It’s starting to get to the point with Nugget where I’m wondering why she has the wide variety of toys that she does. Don’t get me wrong, she does play with all of them to varying degrees (which seems to indicate that we have either the perfect amount of toys, or just not quite enough), but there’s been a trend I’ve been noticing as of late. It’s the trend that pops up when she isn’t obsessing about her baby dolls, which she does often, while hugging them and loudly proclaiming “Baby”.
That trend? Everything’s a phone.
Let me correct that slightly. ALMOST everything’s a phone. Little plastic ball? Phone. Sippy cup? Phone. Maraca? Phone. Toy phone? Oddly not much of a phone, although it sometimes doubles as that.
Yes, my daughter has decided that just about everything she gets into her hands, and is smaller than her head (in most cases) is clearly a phone, and she must talk into it. This leads to a rousing, and loud, discussion that she is clearly having with someone on the other end. How do I know that there has to be someone she’s communicating with? She puts pauses into her string of babble, and sometimes even tilts her head so that we know she’s giving the other end of the phone time to respond.
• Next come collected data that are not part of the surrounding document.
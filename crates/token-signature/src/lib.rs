//! # Token Signature Engine
//!
//! Signs and verifies with RSA, DSA and ECDSA keys held on a session-oriented
//! cryptographic token (PKCS#11 style).
//!
//! ## Architecture
//!
//! This crate follows hexagonal architecture:
//! - **Domain Layer** (`domain/`): algorithm resolution, key validation,
//!   input accumulation, r || s / DER codec. No token I/O.
//! - **Ports Layer** (`ports/`): `SignatureOperation` (driving) and `Token`
//!   (driven)
//! - **Session Layer** (`session.rs`): bounded pool of token sessions
//! - **Engine** (`engine.rs`): the init → update* → finish state machine
//! - **Adapters** (`adapters/`): in-memory software token
//!
//! ## Processing Modes
//!
//! | Mode               | Update                     | Finish                      |
//! |--------------------|----------------------------|-----------------------------|
//! | Digest locally     | hash in process            | `C_Sign(digest)`            |
//! | Stream to token    | `C_SignUpdate(bytes)`      | `C_SignFinal`               |
//! | Raw fixed block    | buffer (sticky overflow)   | `C_Sign(block)`             |
//!
//! ## Example
//!
//! ```ignore
//! let pool = SessionPool::new(SoftToken::new(), SessionPoolConfig::default())?;
//! let mut engine = SignatureEngine::new(pool, "SHA256withRSA", Mechanism::SHA256_RSA_PKCS)?;
//! engine.init_sign(&keys.private)?;
//! engine.update(b"message")?;
//! let signature = engine.sign()?;
//! ```

#![warn(missing_docs)]

pub mod adapters;
pub mod config;
pub mod domain;
pub mod engine;
pub mod ports;
pub mod session;

// Re-export public API
pub use adapters::{KeyPair, SoftToken};
pub use config::{ConfigError, SessionPoolConfig};
pub use domain::algorithm::{AlgorithmSpec, ProcessingType, RawInput, SignatureAlgorithm};
pub use domain::entities::{
    KeyAlgorithm, KeyClass, KeyParameters, MechanismInfo, ObjectHandle, OperationMode, SessionId,
    TokenKey,
};
pub use domain::errors::{EngineError, ReturnCode, SignatureFormatError, TokenError};
pub use domain::mechanism::Mechanism;
pub use engine::{EngineState, SignatureEngine};
pub use ports::inbound::SignatureOperation;
pub use ports::outbound::Token;
pub use session::{PoolStats, SessionLease, SessionPool};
Probably the oddest thing about this whole obsession with phones? I don’t really use the phone all that often. I don’t think HawtWife uses the phone around her more than usual. And, from what I’ve observed, most of the time when either of us is using the phone, it’s either to call each other or to talk to other family, and a lot of that time is spent with the phone on speaker, so that Nugget can hear her relatives. Somehow, though, my daughter is still making a point of putting her toys (and some non-toys) up to her cheek into standard phone-holding position, talking into them, and then sometimes offering the phone to either of her parents, getting offended if we don’t “hold it right” and talk into it.
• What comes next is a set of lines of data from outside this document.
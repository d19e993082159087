//! # Outbound Ports (Driven Ports / SPI)
//!
//! The token primitives the signature engine drives. Every call is
//! synchronous and blocks for the duration of the token operation.

use crate::domain::entities::{MechanismInfo, ObjectHandle, SessionId};
use crate::domain::errors::TokenError;
use crate::domain::mechanism::Mechanism;

/// A session-oriented cryptographic token.
///
/// Mirrors the PKCS#11 signing and verification primitives. A session holds
/// at most one active operation; `sign`, `sign_final`, `verify` and
/// `verify_final` end it whether they succeed or fail.
pub trait Token: Send + Sync {
    /// Open a new session.
    ///
    /// # Errors
    /// `SessionCount` when the token has no sessions left.
    fn open_session(&self) -> Result<SessionId, TokenError>;

    /// Close a session, aborting any active operation.
    fn close_session(&self, session: SessionId) -> Result<(), TokenError>;

    /// True if objects created in `session` would die with it.
    ///
    /// Such sessions cannot be killed to abort an operation.
    fn session_has_objects(&self, _session: SessionId) -> bool {
        false
    }

    /// Key size bounds for `mechanism`, `None` if the token advertises none.
    fn mechanism_info(&self, mechanism: Mechanism) -> Result<Option<MechanismInfo>, TokenError>;

    // =========================================================================
    // Signing
    // =========================================================================

    /// `C_SignInit`
    fn sign_init(
        &self,
        session: SessionId,
        mechanism: Mechanism,
        key: ObjectHandle,
    ) -> Result<(), TokenError>;

    /// `C_SignUpdate`
    fn sign_update(&self, session: SessionId, data: &[u8]) -> Result<(), TokenError>;

    /// `C_SignFinal`; `expected_len` is a length hint, 0 if unknown.
    fn sign_final(&self, session: SessionId, expected_len: usize) -> Result<Vec<u8>, TokenError>;

    /// `C_Sign`: single-part signature over `data`.
    fn sign(&self, session: SessionId, data: &[u8]) -> Result<Vec<u8>, TokenError>;

    // =========================================================================
    // Verification
    // =========================================================================

    /// `C_VerifyInit`
    fn verify_init(
        &self,
        session: SessionId,
        mechanism: Mechanism,
        key: ObjectHandle,
    ) -> Result<(), TokenError>;

    /// `C_VerifyUpdate`
    fn verify_update(&self, session: SessionId, data: &[u8]) -> Result<(), TokenError>;

    /// `C_VerifyFinal`
    ///
    /// # Errors
    /// `SignatureInvalid` / `SignatureLenRange` when the signature does not
    /// verify.
    fn verify_final(&self, session: SessionId, signature: &[u8]) -> Result<(), TokenError>;

    /// `C_Verify`: single-part verification of `signature` over `data`.
    fn verify(&self, session: SessionId, data: &[u8], signature: &[u8])
        -> Result<(), TokenError>;
}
So yes, somehow, out of the blue, everything became a phone for Nugget. It has become one of her favorite activities, and she will literally spend hours walking around the house in giant circles, babbling away happily onto her cup-phone. There’s always a chance that she’s somehow taking after Maxwell Smart, but that theory can’t be given too much credence until she starts talking more regularly into her shoes.
Thank goodness most mobile-to-mobile calling is free. Otherwise this little girl would already have displayed an intention to drive us to bankruptcy.